3. O conceito de um mundo arruinado pelo pecado.

Para a grande maioria evangélica, o mundo inteiro está irremediavelmente arruinado pelo pecado; a ação da igreja se resume em salvar o maior número de almas deste planeta apodrecido. Os fundamentalistas evangélicos crêem numa versão exagerada da perversão humana segundo a teologia de Santo Agostinho. Ele propôs que os seres humanos já nascem condenados ao inferno devido ao pecado original. O pecado, segundo ele, deformou a humanidade de tal maneira que as pessoas são incapazes de fazer o bem. Os muçulmanos, hereges e infiéis, segundo o fundamentalismo evangélico, já estão condenados ao fogo eterno. Os evangélicos americanos chegam a conceder que os motivos para essa guerra são escusos e que os governantes não agem com transparência. Ao mesmo tempo a justificam, mesmo que ela mate milhões de crianças por desnutrição, doenças ou debaixo das bombas. Por que? Devido à mesma lógica inquisitória que condenava as bruxas a arderem nas fogueiras. “Se já vão para o inferno mesmo, não há problema em lhes antecipar a chegada”. Não há grandes problemas se a força militar os destruir. Eles representavam um estorvo para que o cristianismo chegasse aos confins da terra.

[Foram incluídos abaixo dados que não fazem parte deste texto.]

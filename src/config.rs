//! Configuration (C8): loads the merged configuration document from
//! layered INI files, per §4.9/§6.
//!
//! Grounded on `x84/bbs/ini.init(lookup_bbs, lookup_log)`, which tries a
//! tuple of candidate paths in order and falls back to built-in defaults
//! when none exist. The Rust translation keeps the same lookup order but
//! makes every key's default explicit instead of relying on `ConfigParser`
//! fallback strings scattered through call sites.

use std::net::IpAddr;
use std::path::{Path, PathBuf};
use std::time::Duration;

use ini::Ini;

use crate::error::ConfigError;

const APP_NAME: &str = "bbsd";

const DEFAULT_ADDR: &str = "0.0.0.0";
const DEFAULT_PORT: u16 = 6023;
const DEFAULT_TIMEOUT_SECS: u64 = 1200;
const DEFAULT_MAX_CONNECTIONS: usize = 250;

/// The merged view of the main configuration file consumed by the core.
#[derive(Debug, Clone, PartialEq, Eq)]
pub struct Config {
    pub telnet_addr: IpAddr,
    pub telnet_port: u16,
    pub session_timeout: Duration,
    pub password_digest: String,
    pub max_connections: usize,
}

impl Default for Config {
    fn default() -> Self {
        Config {
            telnet_addr: DEFAULT_ADDR.parse().unwrap(),
            telnet_port: DEFAULT_PORT,
            session_timeout: Duration::from_secs(DEFAULT_TIMEOUT_SECS),
            password_digest: String::new(),
            max_connections: DEFAULT_MAX_CONNECTIONS,
        }
    }
}

/// Standard home-directory lookup order for a config file of the given
/// base name, tried when no explicit `--config`/`--logger` path is given:
/// `/etc/<app>/<name>`, then `~/.<app>/<name>`.
fn default_lookup(name: &str) -> Vec<PathBuf> {
    let mut candidates = vec![PathBuf::from(format!("/etc/{}/{}", APP_NAME, name))];
    if let Some(home) = home_dir() {
        candidates.push(home.join(format!(".{}", APP_NAME)).join(name));
    }
    candidates
}

fn home_dir() -> Option<PathBuf> {
    std::env::var_os("HOME").map(PathBuf::from)
}

/// Resolves the main configuration document.
///
/// `explicit` is the `--config` flag, if given. When absent, the standard
/// lookup order is tried; if none of those paths exist either, the
/// built-in defaults are used wholesale and no error is raised (§4.9).
pub fn load(explicit: Option<&Path>) -> Result<Config, ConfigError> {
    let path = match explicit {
        Some(path) => Some(path.to_path_buf()),
        None => default_lookup("default.ini").into_iter().find(|p| p.exists()),
    };

    let path = match path {
        Some(path) => path,
        None => return Ok(Config::default()),
    };

    let ini = read_ini(&path)?;
    parse(&ini, &path)
}

fn read_ini(path: &Path) -> Result<Ini, ConfigError> {
    Ini::load_from_file(path).map_err(|err| match err {
        ini::Error::Io(source) => ConfigError::Read {
            path: path.display().to_string(),
            source,
        },
        ini::Error::Parse(source) => ConfigError::Parse {
            path: path.display().to_string(),
            source: ini::Error::Parse(source),
        },
    })
}

fn parse(ini: &Ini, path: &Path) -> Result<Config, ConfigError> {
    let mut config = Config::default();

    if let Some(section) = ini.section(Some("telnet")) {
        if let Some(addr) = section.get("addr") {
            config.telnet_addr = addr.parse().map_err(|_| ConfigError::InvalidValue {
                section: "telnet".to_string(),
                key: "addr".to_string(),
                value: addr.to_string(),
            })?;
        }
        match section.get("port") {
            Some(port) => {
                config.telnet_port = port.parse().map_err(|_| ConfigError::InvalidValue {
                    section: "telnet".to_string(),
                    key: "port".to_string(),
                    value: port.to_string(),
                })?
            }
            None => {
                return Err(ConfigError::MissingKey {
                    section: "telnet".to_string(),
                    key: "port".to_string(),
                })
            }
        }
    } else {
        return Err(ConfigError::MissingKey {
            section: "telnet".to_string(),
            key: "port".to_string(),
        });
    }

    if let Some(section) = ini.section(Some("system")) {
        if let Some(timeout) = section.get("timeout") {
            let secs: u64 = timeout.parse().map_err(|_| ConfigError::InvalidValue {
                section: "system".to_string(),
                key: "timeout".to_string(),
                value: timeout.to_string(),
            })?;
            config.session_timeout = Duration::from_secs(secs);
        }
        match section.get("password_digest") {
            Some(digest) => config.password_digest = digest.to_string(),
            None => {
                return Err(ConfigError::MissingKey {
                    section: "system".to_string(),
                    key: "password_digest".to_string(),
                })
            }
        }
        if let Some(max) = section.get("max_connections") {
            config.max_connections = max.parse().map_err(|_| ConfigError::InvalidValue {
                section: "system".to_string(),
                key: "max_connections".to_string(),
                value: max.to_string(),
            })?;
        }
    } else {
        return Err(ConfigError::MissingKey {
            section: "system".to_string(),
            key: "password_digest".to_string(),
        });
    }

    let _ = path; // kept for future diagnostics; errors above already embed it.
    Ok(config)
}

/// Resolves the logging configuration path using the same lookup order,
/// under `logging.ini` rather than `default.ini`. Returns `None` when no
/// candidate exists — a missing logging file is not a `ConfigError`
/// (§6): the caller falls back to a default filter.
pub fn resolve_logging_path(explicit: Option<&Path>) -> Option<PathBuf> {
    match explicit {
        Some(path) => Some(path.to_path_buf()),
        None => default_lookup("logging.ini").into_iter().find(|p| p.exists()),
    }
}
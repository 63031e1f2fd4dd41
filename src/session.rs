//! Session Worker (C3) — interface only.
//!
//! The core does not care whether a session is a thread, a process, or a
//! task, only that it is a separate execution context reached solely
//! through its pipe (§4.3). In this crate a session is a Tokio task; the
//! `SessionSpawn` callback type is the Rust stand-in for the external
//! `on_connect` collaborator in §4.2/§6 that a real deployment supplies.
//!
//! The concrete worker shipped here is an echo session (§4.3): it relays
//! `input` back as `output` and exits on an empty line. It exists for the
//! engine's own tests and as a minimal demonstration; real interactive
//! "scripts" are an external concern reached through the same spawn
//! interface.

use bytes::Bytes;

use crate::message::{Message, OutputPayload};
use crate::pipe::SessionPipeEnd;

/// A session-spawn callback: given the session's end of a freshly-built
/// pipe, start whatever execution context will drive the interactive
/// session, then return immediately. The engine calls this synchronously
/// from the accept path (§4.2's `on_connect`), so implementations that
/// need their own concurrency (the normal case) must spawn their own task
/// rather than block here.
pub trait SessionSpawn: Send + Sync + 'static {
    fn spawn(&self, session: SessionPipeEnd);
}

impl<F> SessionSpawn for F
where
    F: Fn(SessionPipeEnd) + Send + Sync + 'static,
{
    fn spawn(&self, session: SessionPipeEnd) {
        (self)(session)
    }
}

/// Spawns the demonstration echo session as a Tokio task.
pub fn spawn_echo_session(mut session: SessionPipeEnd) {
    tokio::spawn(async move {
        while let Some(message) = session.recv().await {
            if let Message::Input(bytes) = message {
                if is_blank_line(&bytes) {
                    session.send(crate::message::Frame::new(
                        "exit",
                        crate::message::Payload::None,
                    ));
                    return;
                }
                let text = String::from_utf8_lossy(&bytes).into_owned();
                session.send(crate::message::Frame::new(
                    "output",
                    crate::message::Payload::Output(OutputPayload::Unicode(text)),
                ));
            }
            // Exceptions (`ConnectionTimeout`, `Disconnect`) and lock/db
            // replies are out of scope for this minimal demonstration
            // worker; a real session script reacts to all of them.
        }
    });
}

fn is_blank_line(bytes: &Bytes) -> bool {
    bytes.iter().all(|b| matches!(b, b'\r' | b'\n'))
}

#[cfg(test)]
mod tests {
    use super::*;
    use crate::pipe::pipe;

    #[tokio::test]
    async fn echo_session_relays_input_as_output() {
        let (triple, session) = pipe();
        spawn_echo_session(session);

        triple.core.send(Message::Input(Bytes::from_static(b"abc")));
        let frame = triple.core.recv().await.expect("echo reply");
        assert_eq!(frame.tag, "output");
        match frame.payload {
            crate::message::Payload::Output(OutputPayload::Unicode(text)) => {
                assert_eq!(text, "abc")
            }
            other => panic!("unexpected payload {:?}", other),
        }
    }

    #[tokio::test]
    async fn echo_session_exits_on_blank_line() {
        let (triple, session) = pipe();
        spawn_echo_session(session);

        triple.core.send(Message::Input(Bytes::from_static(b"\n")));
        let frame = triple.core.recv().await.expect("exit frame");
        assert_eq!(frame.tag, "exit");
    }
}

A revista Newsweek detectou um fatalismo calvinista na administração Bush. “Há um elemento fatalista” afirma David Frunn, ex-escritor dos discursos do presidente. “Você faz o seu melhor e aceita que tudo esteja nas mãos de Deus”. A lógica é que se Deus controla todas as coisas, basta agir com sinceridade e todas as variáveis históricas se acertarão. “Hoje ninguém ao redor de Bush”, denuncia Frunn, “pode duvidar de seus atos, mesmo quando deveria”. A Newsweek denuncia (ou elogia?) que a fé de Bush o ajuda a escolher um caminho sem nunca questionar os seus desdobramentos. Ele nunca olha para trás porque acredita que Deus está sempre cumprindo os seus desígnios e que o futuro acontecerá como estava predito desde sempre.

As lógicas acima alimentam o imaginário norte-americano e com certeza os mentores espirituais de George Bush. Contudo, elas não subsistem ao bom senso e sequer ao espírito bíblico.

As grandes barreiras que os missionários enfrentam não se resumem ao mundo islâmico. Elas estão no quintal das nossas igrejas ocidentais. Complacência, materialismo, violência, destruição da família, tóxico e alienação cultural, se avolumam como montanhas que a fé dos evangelistas mais famosos não consegue remover. Antes de apontar o dedo para os “infiéis islâmicos” e condená-los ao inferno, seria bom que olhássemos para dentro de nossas próprias denominações. Observarmos quanto joio se misturou ao trigo e quanto lobo se vestiu com pele de ovelha. O argueiro islâmico e a trave do cristianismo ocidental, ou vice versa, se tornam uma questão de perspectiva.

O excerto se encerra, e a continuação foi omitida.